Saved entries
——————
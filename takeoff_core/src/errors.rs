//! # Error Types
//!
//! Structured error types for takeoff_core. Errors serialize to JSON so a
//! front end can show them or route on `error_code()` without string matching.
//!
//! Note what is *not* an error here: an unknown shape designation, a
//! malformed number typed into a field, and a merge conflict are all handled
//! locally (zeroed values, coerced input, resolved merge) and only logged.
//!
//! ## Example
//!
//! ```rust
//! use takeoff_core::errors::{EstimateError, EstimateResult};
//!
//! fn validate_qty(qty: f64) -> EstimateResult<()> {
//!     if qty < 0.0 {
//!         return Err(EstimateError::invalid_input(
//!             "qty",
//!             qty.to_string(),
//!             "Quantity cannot be negative",
//!         ));
//!     }
//!     Ok(())
//! }
//! ```

use serde::{Deserialize, Serialize};
use thiserror::Error;
use uuid::Uuid;

/// Result type alias for takeoff_core operations
pub type EstimateResult<T> = Result<T, EstimateError>;

/// Structured error type for estimating operations.
#[derive(Error, Debug, Clone, Serialize, Deserialize, PartialEq)]
#[serde(tag = "type", content = "details")]
pub enum EstimateError {
    /// A raw value could not be applied to a line field
    #[error("Invalid input for '{field}': {value} - {reason}")]
    InvalidInput {
        field: String,
        value: String,
        reason: String,
    },

    /// No line with this identity exists in the collection or store
    #[error("Line not found: {line_id}")]
    LineNotFound { line_id: Uuid },

    /// A store read or write failed. The caller keeps its pending state and may retry.
    #[error("Persistence failed: {operation} on line {line_id:?} - {reason}")]
    Persistence {
        operation: String,
        line_id: Option<Uuid>,
        reason: String,
    },

    /// An update was made against an older copy than the one stored
    #[error("Stale write to line {line_id}: written against revision {written}, stored is {stored}")]
    StaleRevision { line_id: Uuid, written: u64, stored: u64 },

    /// File I/O error
    #[error("File error: {operation} on '{path}' - {reason}")]
    FileError {
        operation: String,
        path: String,
        reason: String,
    },

    /// Another estimator holds the project lock
    #[error("File locked: '{path}' is locked by {locked_by} since {locked_at}")]
    FileLocked {
        path: String,
        locked_by: String,
        locked_at: String,
    },

    /// Project or settings JSON could not be read or written
    #[error("Serialization error: {reason}")]
    SerializationError { reason: String },

    /// Project file written by an incompatible schema
    #[error("Version mismatch: file version {file_version}, expected {expected_version}")]
    VersionMismatch {
        file_version: String,
        expected_version: String,
    },

    /// A bulk import row could not be read
    #[error("Import failed at row {row}: {reason}")]
    Import { row: usize, reason: String },

    /// Invariant broken inside the engine
    #[error("Internal error: {message}")]
    Internal { message: String },
}

impl EstimateError {
    /// Rejected field value
    pub fn invalid_input(field: impl Into<String>, value: impl Into<String>, reason: impl Into<String>) -> Self {
        EstimateError::InvalidInput {
            field: field.into(),
            value: value.into(),
            reason: reason.into(),
        }
    }

    /// Create a LineNotFound error
    pub fn line_not_found(line_id: Uuid) -> Self {
        EstimateError::LineNotFound { line_id }
    }

    /// Create a Persistence error
    pub fn persistence(operation: impl Into<String>, line_id: Option<Uuid>, reason: impl Into<String>) -> Self {
        EstimateError::Persistence {
            operation: operation.into(),
            line_id,
            reason: reason.into(),
        }
    }

    /// Update rejected because someone else wrote the line first
    pub fn stale_revision(line_id: Uuid, written: u64, stored: u64) -> Self {
        EstimateError::StaleRevision {
            line_id,
            written,
            stored,
        }
    }

    /// Create a FileError
    pub fn file_error(operation: impl Into<String>, path: impl Into<String>, reason: impl Into<String>) -> Self {
        EstimateError::FileError {
            operation: operation.into(),
            path: path.into(),
            reason: reason.into(),
        }
    }

    /// Project file held by someone else
    pub fn file_locked(path: impl Into<String>, locked_by: impl Into<String>, locked_at: impl Into<String>) -> Self {
        EstimateError::FileLocked {
            path: path.into(),
            locked_by: locked_by.into(),
            locked_at: locked_at.into(),
        }
    }

    /// Create a SerializationError from anything displayable
    pub fn serialization(reason: impl std::fmt::Display) -> Self {
        EstimateError::SerializationError {
            reason: reason.to_string(),
        }
    }

    /// Create an Import error
    pub fn import(row: usize, reason: impl Into<String>) -> Self {
        EstimateError::Import {
            row,
            reason: reason.into(),
        }
    }

    /// True when the caller can retry with its pending state intact
    pub fn is_recoverable(&self) -> bool {
        matches!(
            self,
            EstimateError::FileLocked { .. }
                | EstimateError::Persistence { .. }
                | EstimateError::StaleRevision { .. }
        )
    }

    /// Stable code for scripts and the CLI
    pub fn error_code(&self) -> &'static str {
        match self {
            EstimateError::InvalidInput { .. } => "INVALID_INPUT",
            EstimateError::LineNotFound { .. } => "LINE_NOT_FOUND",
            EstimateError::Persistence { .. } => "PERSISTENCE_FAILED",
            EstimateError::StaleRevision { .. } => "STALE_REVISION",
            EstimateError::FileError { .. } => "FILE_ERROR",
            EstimateError::FileLocked { .. } => "FILE_LOCKED",
            EstimateError::SerializationError { .. } => "SERIALIZATION_ERROR",
            EstimateError::VersionMismatch { .. } => "VERSION_MISMATCH",
            EstimateError::Import { .. } => "IMPORT_FAILED",
            EstimateError::Internal { .. } => "INTERNAL_ERROR",
        }
    }
}

#[cfg(test)]
mod tests {
    use super::*;

    #[test]
    fn test_error_serialization() {
        let error = EstimateError::persistence("update", Some(Uuid::nil()), "connection reset");
        let json = serde_json::to_string(&error).unwrap();
        assert!(json.contains("\"type\":\"Persistence\""));
        let roundtrip: EstimateError = serde_json::from_str(&json).unwrap();
        assert_eq!(error, roundtrip);
    }

    #[test]
    fn test_error_codes() {
        assert_eq!(EstimateError::line_not_found(Uuid::nil()).error_code(), "LINE_NOT_FOUND");
        assert_eq!(EstimateError::import(3, "bad quote").error_code(), "IMPORT_FAILED");
    }

    #[test]
    fn test_recoverable_errors() {
        assert!(EstimateError::persistence("create", None, "timeout").is_recoverable());
        assert!(EstimateError::file_locked("a.tko", "sam", "now").is_recoverable());
        assert!(EstimateError::stale_revision(Uuid::nil(), 1, 2).is_recoverable());
        assert!(!EstimateError::serialization("eof").is_recoverable());
    }
}
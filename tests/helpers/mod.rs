#![allow(dead_code)]

use std::{
	collections::BTreeMap,
	io,
	path::PathBuf,
	sync::{
		atomic::{AtomicBool, AtomicUsize, Ordering},
		Arc, Mutex,
	},
};

use async_trait::async_trait;
use chrono::{DateTime, Utc};
use tokio::sync::Barrier;

use sd_scan::{Accessor, ByteStream, Container, ContainerBackend, ScanLog};

/// Counters shared between a [`MemoryBackend`] and all its accessors.
#[derive(Debug, Default)]
pub struct BackendStats {
	pub constructed: AtomicUsize,
	pub closed: AtomicUsize,
	pub released_buffers: AtomicUsize,
}

impl BackendStats {
	pub fn constructed(&self) -> usize {
		self.constructed.load(Ordering::SeqCst)
	}

	pub fn closed(&self) -> usize {
		self.closed.load(Ordering::SeqCst)
	}

	pub fn released_buffers(&self) -> usize {
		self.released_buffers.load(Ordering::SeqCst)
	}
}

/// In-memory container kind: a fixed member listing (in deliberately
/// unsorted insertion order) plus per-member contents, with instrumented
/// accessors for asserting pool behavior.
pub struct MemoryBackend {
	listing: Vec<String>,
	contents: Arc<BTreeMap<String, Vec<u8>>>,
	pub stats: Arc<BackendStats>,
	fail_listing: AtomicBool,
	read_barrier: Option<Arc<Barrier>>,
}

impl MemoryBackend {
	/// Entries keep their given order in `list()`; directory markers are
	/// entries ending in `/`.
	pub fn new(entries: &[(&str, &[u8])]) -> Self {
		Self {
			listing: entries.iter().map(|(path, _)| (*path).to_owned()).collect(),
			contents: Arc::new(
				entries
					.iter()
					.filter(|(path, _)| !path.ends_with('/'))
					.map(|(path, bytes)| ((*path).to_owned(), bytes.to_vec()))
					.collect(),
			),
			stats: Arc::default(),
			fail_listing: AtomicBool::new(false),
			read_barrier: None,
		}
	}

	pub fn failing_listing(entries: &[(&str, &[u8])]) -> Self {
		let backend = Self::new(entries);
		backend.fail_listing.store(true, Ordering::SeqCst);
		backend
	}

	/// Every `read` call rendezvouses on `barrier` before returning, so a
	/// test can force N reads to be in flight at once.
	pub fn with_read_barrier(mut self, barrier: Arc<Barrier>) -> Self {
		self.read_barrier = Some(barrier);
		self
	}

	pub fn stats(&self) -> Arc<BackendStats> {
		Arc::clone(&self.stats)
	}
}

pub struct MemoryAccessor {
	pub id: usize,
	listing: Vec<String>,
	contents: Arc<BTreeMap<String, Vec<u8>>>,
	stats: Arc<BackendStats>,
	fail_listing: bool,
	read_barrier: Option<Arc<Barrier>>,
}

#[async_trait]
impl Accessor for MemoryAccessor {
	type Buffer = Vec<u8>;
	type Error = io::Error;

	async fn list(&mut self) -> Result<Vec<String>, io::Error> {
		if self.fail_listing {
			return Err(io::Error::other("listing refused"));
		}
		Ok(self.listing.clone())
	}

	async fn open(&mut self, path: &str) -> Result<ByteStream, io::Error> {
		let bytes = self
			.contents
			.get(path)
			.cloned()
			.ok_or_else(|| io::Error::new(io::ErrorKind::NotFound, path.to_owned()))?;
		Ok(Box::new(io::Cursor::new(bytes)))
	}

	async fn read(&mut self, path: &str) -> Result<Vec<u8>, io::Error> {
		if let Some(barrier) = &self.read_barrier {
			barrier.wait().await;
		}
		self.contents
			.get(path)
			.cloned()
			.ok_or_else(|| io::Error::new(io::ErrorKind::NotFound, path.to_owned()))
	}

	fn release(&mut self, _buffer: Vec<u8>) {
		self.stats.released_buffers.fetch_add(1, Ordering::SeqCst);
	}

	fn close(&mut self) -> Result<(), io::Error> {
		self.stats.closed.fetch_add(1, Ordering::SeqCst);
		Ok(())
	}
}

#[async_trait]
impl ContainerBackend for MemoryBackend {
	type Accessor = MemoryAccessor;

	async fn accessor(&self) -> Result<MemoryAccessor, io::Error> {
		Ok(MemoryAccessor {
			id: self.stats.constructed.fetch_add(1, Ordering::SeqCst),
			listing: self.listing.clone(),
			contents: Arc::clone(&self.contents),
			stats: Arc::clone(&self.stats),
			fail_listing: self.fail_listing.load(Ordering::SeqCst),
			read_barrier: self.read_barrier.clone(),
		})
	}

	async fn last_modified(&self) -> Option<(PathBuf, DateTime<Utc>)> {
		None
	}
}

pub fn memory_container(
	location: &str,
	entries: &[(&str, &[u8])],
) -> (Container<MemoryBackend>, Arc<BackendStats>) {
	let backend = MemoryBackend::new(entries);
	let stats = backend.stats();
	(
		Container::new(backend, location.to_owned(), None),
		stats,
	)
}

/// [`ScanLog`] sink collecting entries for assertions.
#[derive(Debug, Default)]
pub struct CollectingLog {
	entries: Mutex<Vec<(String, String)>>,
}

impl CollectingLog {
	pub fn entries(&self) -> Vec<(String, String)> {
		self.entries.lock().unwrap().clone()
	}

	pub fn has_entry_for(&self, container: &str, needle: &str) -> bool {
		self.entries
			.lock()
			.unwrap()
			.iter()
			.any(|(label, message)| label == container && message.contains(needle))
	}
}

impl ScanLog for CollectingLog {
	fn entry(&self, container: &str, message: &str) {
		self.entries
			.lock()
			.unwrap()
			.push((container.to_owned(), message.to_owned()));
	}

	fn entry_with_cause(&self, container: &str, message: &str, cause: &dyn std::error::Error) {
		self.entries
			.lock()
			.unwrap()
			.push((container.to_owned(), format!("{message}: {cause}")));
	}
}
——————
When a line in the data contains the string "tests", copy that line.

mod tests {
filename tests/helpers/mod.rs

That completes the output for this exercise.